PROBLEM DETAILS | Go through the data below and return each line containing the word "resolve".

GIVEN ENTRIES |
• • • •
//! Integration tests: end-to-end editing sessions against a repository.

use pb_core::tree::find_node;
use pb_core::{ComponentType, NodeId, PropValue, Props, props};
use pb_editor::{
    DocumentRepository, Editor, EditorConfig, EditorError, FileRepository, MemoryClipboard,
    MemoryRepository, SaveStatus, ShortcutMap,
};
use pretty_assertions::assert_eq;

fn id(s: &str) -> NodeId {
    NodeId::intern(s)
}

// ─── Scenarios ──────────────────────────────────────────────────────────

#[test]
fn add_then_remove_returns_to_empty() {
    let mut editor = Editor::in_memory(EditorConfig::default());
    editor.new_document(None).unwrap();
    assert_eq!(editor.document().unwrap().name, "New Project");

    let text = editor.add(ComponentType::Text, Props::new(), None).unwrap().unwrap();
    assert!(editor.remove(text).unwrap());
    assert!(editor.document().unwrap().components.is_empty());
}

#[test]
fn nested_add_keeps_root_length() {
    let mut editor = Editor::in_memory(EditorConfig::default());
    editor.new_document(None).unwrap();
    let c = editor.add(ComponentType::Container, Props::new(), None).unwrap().unwrap();
    let b = editor.add(ComponentType::Button, Props::new(), Some(c)).unwrap().unwrap();

    let doc = editor.document().unwrap();
    assert_eq!(doc.components.len(), 1);
    assert_eq!(doc.components[0].children()[0].id, b);
    // Palette defaults were applied.
    assert_eq!(doc.components[0].children()[0].props["text"], PropValue::from("Click me"));
}

#[test]
fn prebuilt_goes_into_selected_container() {
    let mut editor = Editor::in_memory(EditorConfig::default());
    editor.import_json(include_str!("fixtures/landing.json")).unwrap();
    editor.select(id("hero"));
    let added = editor.add_prebuilt("Cards Section", None).unwrap().unwrap();

    let doc = editor.document().unwrap();
    let hero = find_node(&doc.components, id("hero")).unwrap();
    assert_eq!(hero.children().last().map(|n| n.id), Some(added));
    doc.check_invariants().unwrap();

    assert!(matches!(
        editor.add_prebuilt("Nope", None),
        Err(EditorError::Transcode(_))
    ));
}

#[test]
fn background_promotion_round_trips_through_history() {
    let mut editor = Editor::in_memory(EditorConfig::default());
    editor.import_json(include_str!("fixtures/landing.json")).unwrap();
    let before = editor.snapshot().unwrap();

    assert!(editor.promote_to_background(id("hero"), id("photo")).unwrap());
    assert!(!editor.promote_to_background(id("hero"), id("headline")).unwrap());
    assert!(editor.restore_background(id("hero")).unwrap());
    let hero = find_node(&editor.document().unwrap().components, id("hero")).unwrap();
    assert_eq!(hero.children()[0].id, id("photo"));

    editor.undo();
    editor.undo();
    assert_eq!(*editor.snapshot().unwrap(), *before);
}

#[test]
fn shortcuts_drive_the_editor() {
    let mut editor = Editor::new(
        EditorConfig::default(),
        Box::new(MemoryRepository::new()),
        Box::new(MemoryClipboard::new()),
    );
    editor.import_json(include_str!("fixtures/landing.json")).unwrap();
    editor.select(id("star"));

    let copy = ShortcutMap::resolve("c", true, false, false, false).unwrap();
    let paste = ShortcutMap::resolve("v", true, false, false, false).unwrap();
    let undo = ShortcutMap::resolve("z", false, false, false, true).unwrap();
    assert!(editor.dispatch(copy).unwrap());
    assert!(editor.dispatch(paste).unwrap());
    assert_eq!(editor.document().unwrap().components.len(), 4);
    assert!(editor.dispatch(undo).unwrap());
    assert_eq!(editor.document().unwrap().components.len(), 3);
}

// ─── Persistence ────────────────────────────────────────────────────────

#[test]
fn save_and_reload_keeps_revision() {
    let mut editor = Editor::in_memory(EditorConfig::default());
    let doc_id = editor.new_document(Some("Persisted")).unwrap();
    editor.add(ComponentType::Image, Props::new(), None).unwrap();
    editor.set_page_name("Renamed").unwrap();
    let revision = editor.revision();
    assert!(editor.save().unwrap());

    let listed = editor.list_documents().unwrap();
    assert_eq!(listed.len(), 1);
    assert_eq!(listed[0].name, "Renamed");
    assert_eq!(listed[0].revision, revision);

    editor.set_document(None).unwrap();
    editor.load_document(&doc_id).unwrap();
    assert_eq!(editor.revision(), revision);
    assert_eq!(editor.document().unwrap().components.len(), 1);
    assert!(!editor.can_undo());

    assert!(matches!(
        editor.load_document("doc-missing"),
        Err(EditorError::NotFound(_))
    ));
}

#[test]
fn stale_save_is_skipped() {
    let mut repo = MemoryRepository::new();
    let doc = repo.create_new("Race", &Default::default()).unwrap();
    let mut newer = doc.clone();
    newer.name = "Newer".into();
    assert!(repo.save(&newer, 7).unwrap());
    assert!(!repo.save(&doc, 5).unwrap());
    assert_eq!(repo.load(&doc.id).unwrap().unwrap().document.name, "Newer");
}

#[test]
fn imported_copy_of_stored_document_saves_over_it() {
    let dir = tempfile::tempdir().unwrap();
    let open = || {
        Editor::new(
            EditorConfig::default(),
            Box::new(FileRepository::open(dir.path()).unwrap()),
            Box::new(MemoryClipboard::new()),
        )
    };

    let mut first = open();
    let doc_id = first.new_document(Some("Shared")).unwrap();
    for _ in 0..3 {
        first.add(ComponentType::Text, Props::new(), None).unwrap();
    }
    assert!(first.save().unwrap());
    let exported = first.export_json().unwrap();

    let mut second = open();
    second.import_json(&exported).unwrap();
    assert!(second.revision() > first.revision());
    second.add(ComponentType::Button, Props::new(), None).unwrap();
    assert!(second.save().unwrap());
    assert_eq!(second.tick(0), SaveStatus::Waiting);
    assert_eq!(second.tick(2000), SaveStatus::Saved);

    let mut reader = open();
    reader.load_document(&doc_id).unwrap();
    assert_eq!(reader.document().unwrap().components.len(), 4);
    assert_eq!(reader.revision(), second.revision());
}

#[test]
fn autosave_does_not_claim_a_stale_save() {
    let dir = tempfile::tempdir().unwrap();
    let open = || {
        Editor::new(
            EditorConfig::default(),
            Box::new(FileRepository::open(dir.path()).unwrap()),
            Box::new(MemoryClipboard::new()),
        )
    };
    let mut editor = open();
    let doc_id = editor.new_document(None).unwrap();
    editor.add(ComponentType::Text, Props::new(), None).unwrap();

    // Another session stores a much newer revision meanwhile.
    let mut other = FileRepository::open(dir.path()).unwrap();
    let newer = other.load(&doc_id).unwrap().unwrap().document;
    assert!(other.save(&newer, 50).unwrap());

    assert_eq!(editor.tick(0), SaveStatus::Waiting);
    assert_eq!(editor.tick(2000), SaveStatus::Idle);
    assert_eq!(editor.save_status(), SaveStatus::Idle);
}

#[test]
fn autosave_debounces_edits() {
    let mut editor = Editor::in_memory(EditorConfig::default());
    let doc_id = editor.new_document(None).unwrap();
    assert_eq!(editor.tick(0), SaveStatus::Idle);

    let text = editor.add(ComponentType::Text, Props::new(), None).unwrap().unwrap();
    assert_eq!(editor.tick(100), SaveStatus::Waiting);
    editor.update(text, props([("content", "Draft")])).unwrap();
    assert_eq!(editor.tick(1000), SaveStatus::Waiting);
    assert_eq!(editor.tick(2000), SaveStatus::Waiting);
    assert_eq!(editor.tick(2500), SaveStatus::Saved);

    let stored = editor.list_documents().unwrap();
    assert_eq!(stored[0].id, doc_id);
    assert_eq!(stored[0].revision, editor.revision());
    assert_eq!(editor.tick(6000), SaveStatus::Idle);
}

#[test]
fn deleting_open_document_closes_it() {
    let mut editor = Editor::in_memory(EditorConfig::default());
    let doc_id = editor.new_document(None).unwrap();
    assert!(editor.delete_document(&doc_id).unwrap());
    assert!(editor.document().is_none());
    assert!(matches!(editor.save(), Err(EditorError::NoDocument)));
}

#[test]
fn exports_reflect_current_document() {
    let mut editor = Editor::in_memory(EditorConfig::default());
    assert!(matches!(editor.export_html(), Err(EditorError::NoDocument)));
    editor.import_json(include_str!("fixtures/landing.json")).unwrap();
    let html = editor.export_html().unwrap();
    assert!(html.contains("<p id=\"headline\""));
    let json = editor.export_json().unwrap();
    let back: pb_core::Document = serde_json::from_str(&json).unwrap();
    assert_eq!(&back, editor.document().unwrap());
}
• • • •
ANSWER SECTION |
    let copy = ShortcutMap::resolve("c", true, false, false, false).unwrap();
    let paste = ShortcutMap::resolve("v", true, false, false, false).unwrap();
    let undo = ShortcutMap::resolve("z", false, false, false, true).unwrap();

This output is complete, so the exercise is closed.